[Records from a data source]
------------------------------------------------
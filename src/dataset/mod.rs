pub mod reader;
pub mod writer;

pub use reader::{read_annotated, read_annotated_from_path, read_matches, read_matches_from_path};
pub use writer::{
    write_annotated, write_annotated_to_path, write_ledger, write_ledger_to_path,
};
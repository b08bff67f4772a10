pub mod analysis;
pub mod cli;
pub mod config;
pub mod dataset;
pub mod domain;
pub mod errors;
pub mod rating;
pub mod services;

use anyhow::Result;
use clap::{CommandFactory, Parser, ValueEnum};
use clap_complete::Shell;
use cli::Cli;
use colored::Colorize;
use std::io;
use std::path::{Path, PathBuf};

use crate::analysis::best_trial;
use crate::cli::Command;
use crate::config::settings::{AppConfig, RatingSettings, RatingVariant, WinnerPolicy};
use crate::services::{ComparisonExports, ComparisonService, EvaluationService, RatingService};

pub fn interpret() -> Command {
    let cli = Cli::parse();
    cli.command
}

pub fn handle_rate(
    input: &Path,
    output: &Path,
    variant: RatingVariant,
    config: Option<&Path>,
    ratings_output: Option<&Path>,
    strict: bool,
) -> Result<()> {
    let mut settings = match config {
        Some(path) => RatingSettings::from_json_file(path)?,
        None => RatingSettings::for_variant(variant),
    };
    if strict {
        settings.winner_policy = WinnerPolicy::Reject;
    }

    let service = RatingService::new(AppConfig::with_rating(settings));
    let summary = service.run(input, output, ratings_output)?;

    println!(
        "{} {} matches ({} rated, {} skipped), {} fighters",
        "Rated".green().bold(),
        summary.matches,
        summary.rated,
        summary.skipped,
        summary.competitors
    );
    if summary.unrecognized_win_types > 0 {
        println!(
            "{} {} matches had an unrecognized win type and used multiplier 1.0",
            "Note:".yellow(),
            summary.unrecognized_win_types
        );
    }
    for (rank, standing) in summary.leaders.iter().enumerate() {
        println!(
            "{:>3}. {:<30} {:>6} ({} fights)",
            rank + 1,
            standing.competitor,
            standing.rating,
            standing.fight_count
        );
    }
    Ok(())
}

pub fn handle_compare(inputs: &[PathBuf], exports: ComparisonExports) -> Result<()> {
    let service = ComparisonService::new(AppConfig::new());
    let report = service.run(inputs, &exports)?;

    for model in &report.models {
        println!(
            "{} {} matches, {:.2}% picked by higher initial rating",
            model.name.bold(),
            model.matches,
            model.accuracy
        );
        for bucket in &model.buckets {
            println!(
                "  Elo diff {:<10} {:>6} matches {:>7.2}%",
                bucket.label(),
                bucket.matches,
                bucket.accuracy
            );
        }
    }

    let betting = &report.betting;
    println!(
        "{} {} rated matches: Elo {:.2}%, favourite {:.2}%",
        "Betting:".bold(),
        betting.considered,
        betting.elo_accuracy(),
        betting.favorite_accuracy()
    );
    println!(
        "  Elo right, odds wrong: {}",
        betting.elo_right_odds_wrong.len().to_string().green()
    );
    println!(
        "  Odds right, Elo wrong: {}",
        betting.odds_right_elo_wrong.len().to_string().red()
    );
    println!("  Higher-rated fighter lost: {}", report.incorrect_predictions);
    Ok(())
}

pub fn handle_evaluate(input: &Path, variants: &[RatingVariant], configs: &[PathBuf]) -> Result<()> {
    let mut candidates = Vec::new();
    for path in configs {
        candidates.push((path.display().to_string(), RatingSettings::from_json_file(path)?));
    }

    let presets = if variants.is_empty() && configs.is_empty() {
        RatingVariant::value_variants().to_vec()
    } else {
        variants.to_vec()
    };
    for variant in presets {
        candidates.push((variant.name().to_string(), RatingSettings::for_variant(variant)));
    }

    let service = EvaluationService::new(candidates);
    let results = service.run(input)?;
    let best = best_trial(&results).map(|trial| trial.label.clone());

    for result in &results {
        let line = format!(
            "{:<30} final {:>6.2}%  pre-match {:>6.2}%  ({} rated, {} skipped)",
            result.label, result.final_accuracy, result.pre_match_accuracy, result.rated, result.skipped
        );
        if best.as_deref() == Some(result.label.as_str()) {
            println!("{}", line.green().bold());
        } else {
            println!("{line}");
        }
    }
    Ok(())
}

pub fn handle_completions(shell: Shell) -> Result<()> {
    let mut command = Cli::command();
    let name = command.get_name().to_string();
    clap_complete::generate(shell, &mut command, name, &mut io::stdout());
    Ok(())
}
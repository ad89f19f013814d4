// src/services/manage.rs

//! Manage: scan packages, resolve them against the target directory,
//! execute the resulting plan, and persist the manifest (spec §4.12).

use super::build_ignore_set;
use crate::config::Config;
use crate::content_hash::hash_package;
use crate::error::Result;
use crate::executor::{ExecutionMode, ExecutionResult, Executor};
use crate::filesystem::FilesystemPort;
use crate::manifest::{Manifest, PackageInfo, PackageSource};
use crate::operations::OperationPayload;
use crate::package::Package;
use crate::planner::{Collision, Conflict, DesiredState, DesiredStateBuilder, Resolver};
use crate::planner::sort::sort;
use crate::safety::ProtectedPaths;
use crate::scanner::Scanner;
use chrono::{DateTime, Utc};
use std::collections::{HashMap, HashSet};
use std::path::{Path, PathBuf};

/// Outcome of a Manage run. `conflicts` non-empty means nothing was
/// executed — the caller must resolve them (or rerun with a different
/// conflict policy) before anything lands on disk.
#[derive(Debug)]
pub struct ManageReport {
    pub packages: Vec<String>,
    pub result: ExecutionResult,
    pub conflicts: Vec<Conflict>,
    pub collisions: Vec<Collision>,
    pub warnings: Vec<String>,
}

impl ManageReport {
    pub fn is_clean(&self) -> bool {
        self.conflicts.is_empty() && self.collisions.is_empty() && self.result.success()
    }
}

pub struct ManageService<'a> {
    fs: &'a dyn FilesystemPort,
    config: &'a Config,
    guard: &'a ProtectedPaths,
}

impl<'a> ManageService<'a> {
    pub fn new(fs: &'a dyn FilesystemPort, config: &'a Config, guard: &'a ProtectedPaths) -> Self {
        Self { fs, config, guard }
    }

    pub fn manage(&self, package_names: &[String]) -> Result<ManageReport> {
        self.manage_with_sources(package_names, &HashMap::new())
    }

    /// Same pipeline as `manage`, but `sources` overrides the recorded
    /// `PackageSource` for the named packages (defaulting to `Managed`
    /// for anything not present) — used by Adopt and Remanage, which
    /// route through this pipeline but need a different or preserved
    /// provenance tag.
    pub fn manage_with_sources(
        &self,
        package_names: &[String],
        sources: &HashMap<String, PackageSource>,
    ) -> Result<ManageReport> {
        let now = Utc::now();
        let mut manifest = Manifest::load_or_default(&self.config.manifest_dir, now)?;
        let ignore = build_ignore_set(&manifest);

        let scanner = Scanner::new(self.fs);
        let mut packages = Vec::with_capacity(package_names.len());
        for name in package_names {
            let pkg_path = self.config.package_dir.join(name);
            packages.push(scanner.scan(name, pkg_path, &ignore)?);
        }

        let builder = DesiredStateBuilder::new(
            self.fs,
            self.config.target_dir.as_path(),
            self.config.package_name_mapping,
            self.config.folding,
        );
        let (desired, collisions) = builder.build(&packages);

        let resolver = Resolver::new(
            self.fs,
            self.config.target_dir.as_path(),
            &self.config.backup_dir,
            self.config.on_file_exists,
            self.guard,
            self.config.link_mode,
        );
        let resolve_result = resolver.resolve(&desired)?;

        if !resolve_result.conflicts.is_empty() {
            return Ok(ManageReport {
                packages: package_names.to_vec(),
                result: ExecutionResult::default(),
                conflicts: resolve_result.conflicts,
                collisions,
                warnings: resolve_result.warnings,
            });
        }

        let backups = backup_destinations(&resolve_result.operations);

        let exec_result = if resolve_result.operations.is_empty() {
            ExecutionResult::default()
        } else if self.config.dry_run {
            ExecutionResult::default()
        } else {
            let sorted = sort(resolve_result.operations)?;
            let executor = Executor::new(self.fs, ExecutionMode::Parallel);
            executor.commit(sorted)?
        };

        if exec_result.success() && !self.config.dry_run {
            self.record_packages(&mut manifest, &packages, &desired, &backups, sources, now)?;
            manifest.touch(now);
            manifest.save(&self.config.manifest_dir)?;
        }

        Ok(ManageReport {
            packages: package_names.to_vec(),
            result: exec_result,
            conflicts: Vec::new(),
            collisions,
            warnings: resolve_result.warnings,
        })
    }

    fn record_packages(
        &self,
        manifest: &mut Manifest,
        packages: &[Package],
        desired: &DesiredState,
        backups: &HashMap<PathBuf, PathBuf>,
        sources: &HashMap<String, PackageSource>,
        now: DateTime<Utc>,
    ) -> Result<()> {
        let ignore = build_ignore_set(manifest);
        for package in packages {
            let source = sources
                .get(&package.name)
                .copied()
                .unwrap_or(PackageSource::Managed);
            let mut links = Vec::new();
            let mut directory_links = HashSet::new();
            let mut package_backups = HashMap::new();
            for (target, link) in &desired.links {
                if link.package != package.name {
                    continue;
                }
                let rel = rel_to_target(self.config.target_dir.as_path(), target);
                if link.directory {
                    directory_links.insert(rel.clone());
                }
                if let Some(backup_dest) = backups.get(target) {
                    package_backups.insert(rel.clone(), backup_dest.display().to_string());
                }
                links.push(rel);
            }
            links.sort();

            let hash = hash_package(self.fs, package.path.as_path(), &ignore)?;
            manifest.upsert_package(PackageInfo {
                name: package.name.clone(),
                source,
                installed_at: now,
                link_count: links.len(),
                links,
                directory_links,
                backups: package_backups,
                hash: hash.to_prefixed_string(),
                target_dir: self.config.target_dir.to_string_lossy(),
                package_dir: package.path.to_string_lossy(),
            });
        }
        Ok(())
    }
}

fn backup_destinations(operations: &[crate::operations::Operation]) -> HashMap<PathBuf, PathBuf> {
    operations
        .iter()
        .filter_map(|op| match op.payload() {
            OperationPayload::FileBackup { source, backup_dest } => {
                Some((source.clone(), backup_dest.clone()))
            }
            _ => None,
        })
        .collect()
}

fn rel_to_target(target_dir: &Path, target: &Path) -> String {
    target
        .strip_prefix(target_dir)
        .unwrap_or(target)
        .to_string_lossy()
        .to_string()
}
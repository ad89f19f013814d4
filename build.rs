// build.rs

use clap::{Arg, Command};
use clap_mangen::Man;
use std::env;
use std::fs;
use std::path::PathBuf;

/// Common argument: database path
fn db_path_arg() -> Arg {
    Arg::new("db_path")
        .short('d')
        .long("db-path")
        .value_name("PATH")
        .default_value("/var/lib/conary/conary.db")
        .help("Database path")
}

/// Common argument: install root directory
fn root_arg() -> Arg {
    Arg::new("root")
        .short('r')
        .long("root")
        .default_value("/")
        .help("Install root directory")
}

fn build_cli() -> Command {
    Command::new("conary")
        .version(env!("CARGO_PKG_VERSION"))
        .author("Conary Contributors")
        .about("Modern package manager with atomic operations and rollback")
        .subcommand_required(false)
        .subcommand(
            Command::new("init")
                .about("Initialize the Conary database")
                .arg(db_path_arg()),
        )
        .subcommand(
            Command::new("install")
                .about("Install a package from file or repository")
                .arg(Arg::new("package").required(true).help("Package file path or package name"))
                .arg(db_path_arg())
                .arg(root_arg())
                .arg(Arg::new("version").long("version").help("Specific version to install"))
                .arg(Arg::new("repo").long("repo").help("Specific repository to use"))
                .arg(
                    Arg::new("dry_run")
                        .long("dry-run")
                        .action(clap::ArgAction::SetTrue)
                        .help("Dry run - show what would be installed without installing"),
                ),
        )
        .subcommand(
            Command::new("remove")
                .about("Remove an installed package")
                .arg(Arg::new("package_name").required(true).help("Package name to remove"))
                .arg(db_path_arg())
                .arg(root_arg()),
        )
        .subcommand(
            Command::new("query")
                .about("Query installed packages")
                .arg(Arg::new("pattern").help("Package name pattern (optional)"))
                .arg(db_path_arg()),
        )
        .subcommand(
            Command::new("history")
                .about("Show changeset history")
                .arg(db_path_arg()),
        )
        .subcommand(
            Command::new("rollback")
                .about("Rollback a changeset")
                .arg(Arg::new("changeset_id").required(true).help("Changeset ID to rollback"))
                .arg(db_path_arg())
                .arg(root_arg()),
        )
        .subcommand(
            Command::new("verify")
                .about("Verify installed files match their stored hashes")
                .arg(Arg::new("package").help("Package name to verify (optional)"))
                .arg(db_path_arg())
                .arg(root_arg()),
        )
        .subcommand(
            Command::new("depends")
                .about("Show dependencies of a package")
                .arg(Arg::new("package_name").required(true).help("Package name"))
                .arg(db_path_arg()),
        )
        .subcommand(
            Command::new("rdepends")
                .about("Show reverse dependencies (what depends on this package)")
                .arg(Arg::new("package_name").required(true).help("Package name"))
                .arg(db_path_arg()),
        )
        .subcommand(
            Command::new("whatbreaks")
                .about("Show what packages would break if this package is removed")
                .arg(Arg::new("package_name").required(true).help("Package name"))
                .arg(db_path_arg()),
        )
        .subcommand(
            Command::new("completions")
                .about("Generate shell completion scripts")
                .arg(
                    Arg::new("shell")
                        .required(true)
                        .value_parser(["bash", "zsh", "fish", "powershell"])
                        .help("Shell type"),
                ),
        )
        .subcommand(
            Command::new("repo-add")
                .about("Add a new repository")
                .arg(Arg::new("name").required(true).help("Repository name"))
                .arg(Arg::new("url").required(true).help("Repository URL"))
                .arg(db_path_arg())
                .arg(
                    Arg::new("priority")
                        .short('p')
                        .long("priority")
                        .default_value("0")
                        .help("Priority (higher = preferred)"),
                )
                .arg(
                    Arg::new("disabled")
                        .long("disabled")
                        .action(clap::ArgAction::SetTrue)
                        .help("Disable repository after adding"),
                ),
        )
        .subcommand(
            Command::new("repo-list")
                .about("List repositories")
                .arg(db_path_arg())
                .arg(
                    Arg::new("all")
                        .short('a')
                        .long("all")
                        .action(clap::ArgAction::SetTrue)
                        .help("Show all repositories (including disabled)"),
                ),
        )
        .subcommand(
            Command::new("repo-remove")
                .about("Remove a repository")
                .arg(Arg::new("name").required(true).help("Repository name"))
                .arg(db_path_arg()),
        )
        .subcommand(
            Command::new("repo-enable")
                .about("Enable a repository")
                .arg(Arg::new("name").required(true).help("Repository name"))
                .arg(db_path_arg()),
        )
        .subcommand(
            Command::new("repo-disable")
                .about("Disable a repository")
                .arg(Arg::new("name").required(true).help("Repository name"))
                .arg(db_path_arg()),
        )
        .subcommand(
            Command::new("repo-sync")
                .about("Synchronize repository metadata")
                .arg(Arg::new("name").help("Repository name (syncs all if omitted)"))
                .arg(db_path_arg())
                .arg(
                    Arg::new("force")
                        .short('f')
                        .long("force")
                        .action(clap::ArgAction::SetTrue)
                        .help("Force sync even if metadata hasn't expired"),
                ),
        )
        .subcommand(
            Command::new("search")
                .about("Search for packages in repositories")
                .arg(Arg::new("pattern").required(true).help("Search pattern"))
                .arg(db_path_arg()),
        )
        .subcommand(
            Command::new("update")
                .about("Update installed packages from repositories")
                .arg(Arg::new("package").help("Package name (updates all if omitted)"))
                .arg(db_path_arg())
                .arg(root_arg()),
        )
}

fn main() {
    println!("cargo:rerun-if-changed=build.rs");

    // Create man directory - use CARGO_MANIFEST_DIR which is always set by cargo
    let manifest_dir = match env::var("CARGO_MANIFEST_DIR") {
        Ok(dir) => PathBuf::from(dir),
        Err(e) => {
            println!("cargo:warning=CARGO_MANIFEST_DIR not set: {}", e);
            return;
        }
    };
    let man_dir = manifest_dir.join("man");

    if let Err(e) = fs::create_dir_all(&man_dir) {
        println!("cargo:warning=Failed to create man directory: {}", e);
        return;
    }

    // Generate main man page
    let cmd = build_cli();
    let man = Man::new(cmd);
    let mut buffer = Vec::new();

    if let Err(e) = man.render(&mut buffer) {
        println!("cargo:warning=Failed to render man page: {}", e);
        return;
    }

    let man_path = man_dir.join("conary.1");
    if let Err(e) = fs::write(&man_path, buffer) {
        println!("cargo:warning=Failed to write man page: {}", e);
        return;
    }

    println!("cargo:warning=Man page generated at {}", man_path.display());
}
------------------------------------------------
What the task asks:
Count how many lines in the data above include the string "model", and write only that number.

Reply to the exercise:
5